En réalité, personne n’a jamais retrouvé où Luther aurait dit cette phrase, dans quel livre, dans quelle prédication, quelle lettre, ou à table… Peut-être ne l’a t-il en réalité pas prononcée mais qu’elle a été déduite de sa pensée. Mais en tout cas, les circonstances où cette citation est sortie sont significatives. Elle est apparue en 1940 parmi les chrétiens allemands désespérés par la puissance et la folie d’Hitler. À quoi bon lutter face à une telle, comment dire, fureur ? Cette phrase sur le pommier est venue pour s’encourager mutuellement à oser ne serait-ce qu’un geste positif, tourné vers le bien, vers la vie. Même à la veille de la fin du monde, planter un pommier. Et chercher quel est ce pommier, quel est « mon pommier » que je veux planter aujourd’hui en ce monde, en réponse à mon unicité.
Cette parabole du pommier de Luther dit une espérance qui est de l’ordre de la beauté de l’intention et du geste. Cette parabole dit l’importance de la dimension spirituelle de l’espérance. Et cela, nous en avons besoin pour comprendre la vie.
Souvent, notre espérance en ce monde est d’abord, comme le dit Jésus, pour notre survie en ce monde, dans le « que mangerons-nous ? que boirons-nous ? de quoi serons-nous vêtus ? ». Jésus ne se moque pas de ces besoins, il les connaît et les reconnaît comme légitimes.

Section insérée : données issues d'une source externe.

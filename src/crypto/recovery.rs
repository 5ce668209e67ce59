/// ASN.1 ECDSA → Ethereum recoverable signature adaptation.
///
/// A cloud signer returns `SEQUENCE { r INTEGER, s INTEGER }` in DER and no
/// recovery id. The adapter normalises `s` to low-S, then searches
/// `v ∈ {0, 1}` by running public-key recovery and comparing against the key
/// known to have signed. The result is the 65-byte `r||s||v` form with
/// `v ∈ {27, 28}`.
use k256::ecdsa::signature::hazmat::PrehashVerifier;
use k256::ecdsa::{RecoveryId, Signature, VerifyingKey};

use crate::crypto::eth::{DIGEST_LEN, RECOVERY_ID_OFFSET, SIGNATURE_LEN};
use crate::error::{KmsError, Result};

/// Convert a DER-encoded ECDSA signature over `digest` into the 65-byte
/// Ethereum form, using `public_key` (SEC1, compressed or uncompressed) to
/// resolve the recovery id.
pub fn ethereum_signature_from_der(
    public_key: &[u8],
    digest: &[u8],
    der_signature: &[u8],
) -> Result<[u8; SIGNATURE_LEN]> {
    if digest.len() != DIGEST_LEN {
        return Err(KmsError::InvalidDigest(format!(
            "digest is {} bytes, expected {DIGEST_LEN}",
            digest.len()
        )));
    }

    let expected = VerifyingKey::from_sec1_bytes(public_key)
        .map_err(|e| KmsError::backend("decode signer public key", e))?;
    let signature = Signature::from_der(der_signature)
        .map_err(|e| KmsError::backend("decode DER signature", e))?;

    // Low-S normalisation; never emit the malleable twin.
    let signature = signature.normalize_s().unwrap_or(signature);

    for v in 0..=1u8 {
        let Some(recovery_id) = RecoveryId::from_byte(v) else {
            continue;
        };
        let Ok(recovered) = VerifyingKey::recover_from_prehash(digest, &signature, recovery_id)
        else {
            continue;
        };
        if recovered != expected {
            continue;
        }

        expected
            .verify_prehash(digest, &signature)
            .map_err(|_| KmsError::InvalidSignature)?;

        // r and s serialise as fixed 32-byte big-endian words.
        let mut out = [0u8; SIGNATURE_LEN];
        out[..64].copy_from_slice(&signature.to_bytes());
        out[64] = v + RECOVERY_ID_OFFSET;
        return Ok(out);
    }

    Err(KmsError::RecoveryFailed)
}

Notre corps a besoin d’être nourri, abreuvé, protégé, comme celui de n’importe quel animal. Notre intelligence aussi a besoin d’être nourrie, abreuvée et habillée. Notre sensibilité, notre cœur, notre foi ont chacun besoin d’être nourris, abreuvés, revêtus. Dieu le sait. Et il espère que chacun de ses enfants aura ce minimum, nous dit Jésus.

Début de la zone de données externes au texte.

/// AWS Secrets Manager storage back-end.
///
/// Each record is one secret: the secret name is the base64 of the
/// `key_path`, the value is the record JSON, and two tags (`keyType`, `did`)
/// are attached at creation so identity listing can use a server-side
/// tag-value filter. Only bound (two-segment) key paths may be saved.
use std::time::Duration;

use async_trait::async_trait;
use aws_sdk_secretsmanager::types::{Filter, FilterNameStringType, Tag};
use aws_sdk_secretsmanager::Client;
use base64::engine::general_purpose::STANDARD as BASE64;
use base64::Engine as _;
use tokio::time::timeout;

use super::{key_path_matches_identity, segment_count, KeyMaterial, StorageManager};
use crate::error::{KmsError, Result};
use crate::kms::{Did, KeyId, KeyType};

const LIST_PAGE_SIZE: i32 = 100;

/// Configuration for the Secrets Manager back-end.
#[derive(Debug, Clone, Default)]
pub struct AwsSecretsConfig {
    /// AWS region override. `None` uses the environment/config default.
    pub region: Option<String>,
    /// Endpoint override, for localstack-style deployments.
    pub endpoint: Option<String>,
    /// Per-call RPC timeout. `None` uses [`DEFAULT_RPC_TIMEOUT`].
    pub rpc_timeout: Option<Duration>,
}

/// Default per-call RPC timeout.
pub const DEFAULT_RPC_TIMEOUT: Duration = Duration::from_secs(10);

pub struct AwsSecretsStorageManager {
    client: Client,
    rpc_timeout: Duration,
}

impl AwsSecretsStorageManager {
    /// Build a client from the ambient AWS environment plus overrides.
    pub async fn new(config: &AwsSecretsConfig) -> Self {
        let mut loader = aws_config::from_env();
        if let Some(region) = &config.region {
            loader = loader.region(aws_config::Region::new(region.clone()));
        }
        let sdk_config = loader.load().await;

        let mut builder = aws_sdk_secretsmanager::config::Builder::from(&sdk_config);
        if let Some(endpoint) = &config.endpoint {
            builder = builder.endpoint_url(endpoint.clone());
        }

        Self {
            client: Client::from_conf(builder.build()),
            rpc_timeout: config.rpc_timeout.unwrap_or(DEFAULT_RPC_TIMEOUT),
        }
    }

    pub fn from_client(client: Client, rpc_timeout: Duration) -> Self {
        Self {
            client,
            rpc_timeout,
        }
    }

    fn secret_name(key_path: &str) -> String {
        BASE64.encode(key_path)
    }

    /// Bound the SDK call with the configured per-call timeout.
    async fn bounded<T, E, F>(&self, op: &'static str, fut: F) -> Result<std::result::Result<T, E>>
    where
        F: std::future::Future<Output = std::result::Result<T, E>>,
    {
        timeout(self.rpc_timeout, fut)
            .await
            .map_err(|_| KmsError::backend(op, "rpc call timed out"))
    }

    async fn fetch_material(&self, key_path: &str) -> Result<KeyMaterial> {
        let resp = self
            .bounded(
                "get secret",
                self.client
                    .get_secret_value()
                    .secret_id(Self::secret_name(key_path))
                    .send(),
            )
            .await?
            .map_err(|e| {
                let service_err = e.into_service_error();
                if service_err.is_resource_not_found_exception() {
                    KmsError::KeyNotFound(key_path.to_string())
                } else {
                    KmsError::backend("get secret", service_err)
                }
            })?;

        let value = resp
            .secret_string()
            .ok_or_else(|| KmsError::backend("get secret", "secret has no string value"))?;
        serde_json::from_str(value).map_err(|e| KmsError::backend("parse secret", e))
    }
}

#[async_trait]
impl StorageManager for AwsSecretsStorageManager {
    async fn save_key_material(&self, material: &KeyMaterial, id: &str) -> Result<()> {
        // Only bound key paths carry the `did` tag this back-end indexes by.
        if segment_count(id) != 2 {
            return Err(KmsError::InvalidKeyId(id.to_string()));
        }
        let identity = id.split('/').next().unwrap_or_default();

        let record = KeyMaterial {
            key_type: material.key_type,
            key_path: id.to_string(),
            private_key: material.private_key.clone(),
        };
        let value =
            serde_json::to_string(&record).map_err(|e| KmsError::backend("encode secret", e))?;

        let result = self
            .bounded(
                "create secret",
                self.client
                    .create_secret()
                    .name(Self::secret_name(id))
                    .secret_string(value)
                    .tags(
                        Tag::builder()
                            .key("keyType")
                            .value(record.key_type.as_str())
                            .build(),
                    )
                    .tags(Tag::builder().key("did").value(identity).build())
                    .send(),
            )
            .await?;

        result.map(|_| ()).map_err(|e| {
            let service_err = e.into_service_error();
            if service_err.is_resource_exists_exception() {
                KmsError::AlreadyExists(id.to_string())
            } else {
                KmsError::backend("create secret", service_err)
            }
        })
    }

    async fn search_by_identity(&self, identity: &Did, key_type: KeyType) -> Result<Vec<KeyId>> {
        let filter = Filter::builder()
            .key(FilterNameStringType::TagValue)
            .values(identity.as_str())
            .build();

        let mut keys = Vec::new();
        let mut next_token: Option<String> = None;
        loop {
            let mut request = self
                .client
                .list_secrets()
                .filters(filter.clone())
                .max_results(LIST_PAGE_SIZE);
            if let Some(token) = &next_token {
                request = request.next_token(token.clone());
            }

            let resp = self
                .bounded("list secrets", request.send())
                .await?
                .map_err(|e| KmsError::backend("list secrets", e.into_service_error()))?;

            for entry in resp.secret_list() {
                let Some(name) = entry.name() else { continue };
                let key_path_bytes = BASE64
                    .decode(name)
                    .map_err(|e| KmsError::backend("decode secret name", e))?;
                let key_path = String::from_utf8(key_path_bytes)
                    .map_err(|e| KmsError::backend("decode secret name", e))?;

                if !key_path_matches_identity(&key_path, identity, key_type) {
                    continue;
                }
                let material = self.fetch_material(&key_path).await?;
                if KeyType::from(material.key_type) == key_type {
                    keys.push(KeyId::new(key_type, material.key_path.clone()));
                }
            }

            match resp.next_token() {
                Some(token) => next_token = Some(token.to_string()),
                None => break,
            }
        }
        Ok(keys)
    }

    async fn search_private_key(&self, key_id: &KeyId) -> Result<String> {
        Ok(self.fetch_material(&key_id.id).await?.private_key.clone())
    }

    async fn get_key_material(&self, key_id: &KeyId) -> Result<KeyMaterial> {
        self.fetch_material(&key_id.id).await
    }

    async fn delete(&self, key_id: &KeyId) -> Result<()> {
        let result = self
            .bounded(
                "delete secret",
                self.client
                    .delete_secret()
                    .secret_id(Self::secret_name(&key_id.id))
                    .send(),
            )
            .await?;

        result.map(|_| ()).map_err(|e| {
            let service_err = e.into_service_error();
            if service_err.is_resource_not_found_exception() {
                KmsError::KeyNotFound(key_id.id.clone())
            } else {
                KmsError::backend("delete secret", service_err)
            }
        })
    }
}

#[cfg(test)]
mod tests {
    use super::*;

    #[test]
    fn test_secret_name_is_base64_of_key_path() {
        let name = AwsSecretsStorageManager::secret_name("did:example:abc/BJJ:aabb");
        assert_eq!(
            BASE64.decode(name).unwrap(),
            b"did:example:abc/BJJ:aabb"
        );
    }
}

Mais cela ne renferme pas la totalité de l’espérance, car cela n’explique pas pourquoi nous aurions envie de planter un pommier si la fin du monde était pour demain. Cela n’explique même pas pourquoi l’amitié est si importante pour nous, et encore moins l’amour, ni pourquoi il y a des choses pour lesquelles nous accepterions de donner notre vie. Cela n’explique pas non plus l’art qui n’apporte rien à ces besoins basiques du corps, au contraire.
Et si l’horizon de notre espérance était dans cette seule survie, comme le dit Ulysse, nous sommes alors fort démunis puisque de toute façon, ça se terminera mal de ce point de vue là, par notre mort. Et que nous sommes exposés à diverses catastrophes qui sont déjà assez pénibles à gérer sans qu’en plus nous ayons l’impression de perdre toute vie et toute espérance en perdant un peu de santé, en perdant notre travail ou notre maison.
Ces besoins de nourriture, de boisson et de vêtement sont réels, légitimes, Dieu même y travaille, et nous y travaillons tous ensemble. En gros, ce travail est actuellement assuré par le monde économique et par le cadre moral minimal que portent les droits de l’homme et du citoyen. Nous avons bien de la chance.
Mais, qu’il soit athée, agnostique ou croyant tout philosophe est convaincu, je pense, que cela ne suffit pas qu’il faut aussi une dimension spirituelle qui vienne donner du sens, au-delà de la simple question de la nourriture, de la boisson et de la protection minimales. Nous sommes beaucoup plus libres que nous ne l’avons jamais été dans le passé. Comme nous pouvons choisir d’acheter plein de choses aux 4 coins du monde, nous sommes libres de choisir ce qui donne sens à notre vie, choisir « mon » pommier dans le verger où je suis né ou un oranger venu d’ailleurs si je préfère.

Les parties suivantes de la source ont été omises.